MATERIAL FOR THE TASK:

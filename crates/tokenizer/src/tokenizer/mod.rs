//! Main tokenizer implementation.
//!
//! This module provides the high-level `Tokenizer` struct that owns the
//! trained vocabulary and merge rules and exposes training, encoding and
//! decoding over them.

use bytepair_core::{
    merge_pair, MergeRules, Result, TokenizerError, Vocabulary, BYTE_VOCAB_SIZE,
};
use bytepair_training::{BpeTrainer, TrainingConfig};
use crate::io::{ModelFormat, TokenizerLoader, TokenizerSaver};
use log::debug;
use std::path::Path;

/// Builder for creating a tokenizer.
#[derive(Debug, Clone, Default)]
pub struct TokenizerBuilder {
    config: TrainingConfig,
}

impl TokenizerBuilder {
    /// Create a new tokenizer builder with default configuration.
    pub fn new() -> Self {
        Self::default()
    }

    /// Set the target vocabulary size (must be greater than 256).
    pub fn vocab_size(mut self, size: usize) -> Self {
        self.config.vocab_size = size;
        self
    }

    /// Log each merge at `info` level during training.
    pub fn verbose(mut self, verbose: bool) -> Self {
        self.config.verbose = verbose;
        self
    }

    /// Count pairs in parallel during training.
    pub fn parallel(mut self, parallel: bool) -> Self {
        self.config.parallel = parallel;
        self
    }

    /// Build an untrained tokenizer.
    pub fn build(self) -> Result<Tokenizer> {
        Tokenizer::new(self.config)
    }
}

/// Trained state: vocabulary and the rules that produced it.
#[derive(Debug, Clone)]
struct Model {
    vocab: Vocabulary,
    merges: MergeRules,
}

/// Main tokenizer struct.
///
/// A tokenizer is either untrained (no model; `encode` and `decode` fail
/// with [`TokenizerError::ModelNotTrained`]) or trained (immutable
/// vocabulary and merge rules). Training a trained tokenizer replaces the
/// model instead of extending it.
#[derive(Debug, Clone)]
pub struct Tokenizer {
    /// Configuration used by `train`
    config: TrainingConfig,
    /// `None` until trained or loaded
    model: Option<Model>,
}

impl Tokenizer {
    /// Create a new untrained tokenizer with the given configuration.
    pub fn new(config: TrainingConfig) -> Result<Self> {
        config.validate()?;
        Ok(Self {
            config,
            model: None,
        })
    }

    /// Create a tokenizer builder.
    pub fn builder() -> TokenizerBuilder {
        TokenizerBuilder::new()
    }

    /// Build a trained tokenizer from externally supplied merge rules.
    ///
    /// The vocabulary is rebuilt from the rules.
    pub fn from_parts(merges: MergeRules) -> Result<Self> {
        let vocab = Vocabulary::from_merges(&merges)?;
        Ok(Self::from_loaded(vocab, merges))
    }

    /// Whether a model has been trained or loaded.
    pub fn is_trained(&self) -> bool {
        self.model.is_some()
    }

    /// Get the training configuration.
    pub fn config(&self) -> &TrainingConfig {
        &self.config
    }

    /// Get the vocabulary size (0 when untrained).
    pub fn vocab_size(&self) -> usize {
        self.model.as_ref().map_or(0, |m| m.vocab.len())
    }

    /// Get a reference to the vocabulary.
    pub fn vocab(&self) -> Option<&Vocabulary> {
        self.model.as_ref().map(|m| &m.vocab)
    }

    /// Get a reference to the merge rules.
    pub fn merges(&self) -> Option<&MergeRules> {
        self.model.as_ref().map(|m| &m.merges)
    }

    fn model(&self) -> Result<&Model> {
        self.model.as_ref().ok_or(TokenizerError::ModelNotTrained)
    }

    /// Train the tokenizer on text data.
    ///
    /// Any previously trained model is discarded first. An invalid
    /// configuration is reported before the current model is touched.
    ///
    /// # Arguments
    /// * `data` - Training text data
    pub fn train(&mut self, data: &str) -> Result<TrainingSummary> {
        self.config.validate()?;
        self.model = None;

        let trainer = BpeTrainer::new(self.config.clone());
        let output = trainer.train(data)?;

        let summary = TrainingSummary {
            vocab_size: output.vocab.len(),
            num_merges: output.merges.len(),
            input_bytes: output.input_bytes,
            stopped_early: output.stopped_early,
            tokens: output.tokens,
        };

        self.model = Some(Model {
            vocab: output.vocab,
            merges: output.merges,
        });

        Ok(summary)
    }

    /// Encode text to token IDs.
    pub fn encode(&self, text: &str) -> Result<Encoding> {
        let ids = self.encode_bytes(text.as_bytes())?;
        Ok(Encoding {
            ids,
            text: text.to_string(),
        })
    }

    /// Encode raw bytes by applying every merge rule in creation order.
    pub fn encode_bytes(&self, bytes: &[u8]) -> Result<Vec<u32>> {
        let model = self.model()?;

        let mut tokens: Vec<u32> = bytes.iter().map(|&b| u32::from(b)).collect();
        for rule in model.merges.iter() {
            if tokens.len() < 2 {
                break;
            }
            merge_pair(&mut tokens, rule.pair, rule.new_token_id);
        }

        Ok(tokens)
    }

    /// Encode a batch of texts (parallelized).
    pub fn encode_batch(&self, texts: &[String]) -> Result<Vec<Encoding>> {
        use rayon::prelude::*;

        self.model()?;
        texts
            .par_iter()
            .map(|text| self.encode(text))
            .collect::<Result<Vec<_>>>()
    }

    /// Decode token IDs back to text.
    ///
    /// Unknown IDs are an error. Byte sequences that are not valid UTF-8
    /// (for example a multi-byte character cut between tokens) are
    /// replaced with U+FFFD instead.
    pub fn decode(&self, ids: &[u32]) -> Result<String> {
        let bytes = self.decode_bytes(ids)?;
        Ok(String::from_utf8_lossy(&bytes).into_owned())
    }

    /// Decode token IDs to the raw bytes they stand for.
    pub fn decode_bytes(&self, ids: &[u32]) -> Result<Vec<u8>> {
        self.model()?.vocab.decode_bytes(ids)
    }

    /// Save the tokenizer to a directory as `tokenizer.json`.
    ///
    /// # Arguments
    /// * `path` - Directory path to save to
    pub fn save(&self, path: &Path) -> Result<()> {
        let model = self.model()?;
        debug!(
            "Saving tokenizer ({} merges) to {}",
            model.merges.len(),
            path.display()
        );
        TokenizerSaver::new(&model.vocab, &model.merges).save(path)
    }

    /// Save the merge rules to a directory as `merges.txt`.
    pub fn save_merges_txt(&self, path: &Path) -> Result<()> {
        let model = self.model()?;
        TokenizerSaver::new(&model.vocab, &model.merges).save_merges_txt(path)
    }

    /// Load a tokenizer from a directory containing `tokenizer.json`.
    ///
    /// # Arguments
    /// * `path` - Directory path to load from
    pub fn load(path: &Path) -> Result<Self> {
        let (vocab, merges) = TokenizerLoader::load(path)?;
        debug!(
            "Loaded tokenizer with vocab size {} from {}",
            vocab.len(),
            path.display()
        );
        Ok(Self::from_loaded(vocab, merges))
    }

    /// Load a tokenizer from a directory containing `merges.txt`.
    pub fn load_merges_txt(path: &Path) -> Result<Self> {
        let (vocab, merges) = TokenizerLoader::load_merges_txt(path)?;
        Ok(Self::from_loaded(vocab, merges))
    }

    /// Save the model in the given format.
    pub fn save_format(&self, path: &Path, format: ModelFormat) -> Result<()> {
        let model = self.model()?;
        TokenizerSaver::new(&model.vocab, &model.merges).save_format(path, format)
    }

    /// Load a model stored in the given format.
    pub fn load_format(path: &Path, format: ModelFormat) -> Result<Self> {
        let (vocab, merges) = TokenizerLoader::load_format(path, format)?;
        debug!(
            "Loaded {} merges ({}) from {}",
            merges.len(),
            format.file_name(),
            path.display()
        );
        Ok(Self::from_loaded(vocab, merges))
    }

    fn from_loaded(vocab: Vocabulary, merges: MergeRules) -> Self {
        let config = TrainingConfig {
            vocab_size: vocab.len().max(BYTE_VOCAB_SIZE as usize + 1),
            ..Default::default()
        };

        Self {
            config,
            model: Some(Model { vocab, merges }),
        }
    }
}

impl Default for Tokenizer {
    fn default() -> Self {
        Self {
            config: TrainingConfig::default(),
            model: None,
        }
    }
}

/// Result of encoding text.
#[derive(Debug, Clone, PartialEq, Eq)]
pub struct Encoding {
    /// Token IDs
    pub ids: Vec<u32>,
    /// Original text
    pub text: String,
}

impl Encoding {
    /// Get the number of tokens.
    pub fn len(&self) -> usize {
        self.ids.len()
    }

    /// Check if the encoding is empty.
    pub fn is_empty(&self) -> bool {
        self.ids.is_empty()
    }

    /// Bytes of input per token (0.0 for an empty encoding).
    pub fn compression_ratio(&self) -> f64 {
        if self.ids.is_empty() {
            0.0
        } else {
            self.text.len() as f64 / self.ids.len() as f64
        }
    }
}

/// What `Tokenizer::train` learned.
#[derive(Debug, Clone, PartialEq, Eq)]
pub struct TrainingSummary {
    /// Final vocabulary size
    pub vocab_size: usize,
    /// Number of merge rules learned
    pub num_merges: usize,
    /// UTF-8 length of the training text
    pub input_bytes: usize,
    /// Whether training ran out of pairs before the target size
    pub stopped_early: bool,
    /// The training text's token sequence after the last merge
    pub tokens: Vec<u32>,
}

impl TrainingSummary {
    /// Bytes per token on the training text (0.0 for an empty text).
    pub fn compression_ratio(&self) -> f64 {
        if self.tokens.is_empty() {
            0.0
        } else {
            self.input_bytes as f64 / self.tokens.len() as f64
        }
    }
}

EXERCISE AIM: Would you output, from the records above, exactly the run of lines that starts at the line containing "let ids = self.encode_bytes(text.as_bytes())?;" and ends at the line containing "pub fn decode(&self, ids: &[u32])", and only that run?

WORKED SOLUTION:
        let ids = self.encode_bytes(text.as_bytes())?;
        Ok(Encoding {
            ids,
            text: text.to_string(),
        })
    }

    /// Encode raw bytes by applying every merge rule in creation order.
    pub fn encode_bytes(&self, bytes: &[u8]) -> Result<Vec<u32>> {
        let model = self.model()?;

        let mut tokens: Vec<u32> = bytes.iter().map(|&b| u32::from(b)).collect();
        for rule in model.merges.iter() {
            if tokens.len() < 2 {
                break;
            }
            merge_pair(&mut tokens, rule.pair, rule.new_token_id);
        }

        Ok(tokens)
    }

    /// Encode a batch of texts (parallelized).
    pub fn encode_batch(&self, texts: &[String]) -> Result<Vec<Encoding>> {
        use rayon::prelude::*;

        self.model()?;
        texts
            .par_iter()
            .map(|text| self.encode(text))
            .collect::<Result<Vec<_>>>()
    }

    /// Decode token IDs back to text.
    ///
    /// Unknown IDs are an error. Byte sequences that are not valid UTF-8
    /// (for example a multi-byte character cut between tokens) are
    /// replaced with U+FFFD instead.
    pub fn decode(&self, ids: &[u32]) -> Result<String> {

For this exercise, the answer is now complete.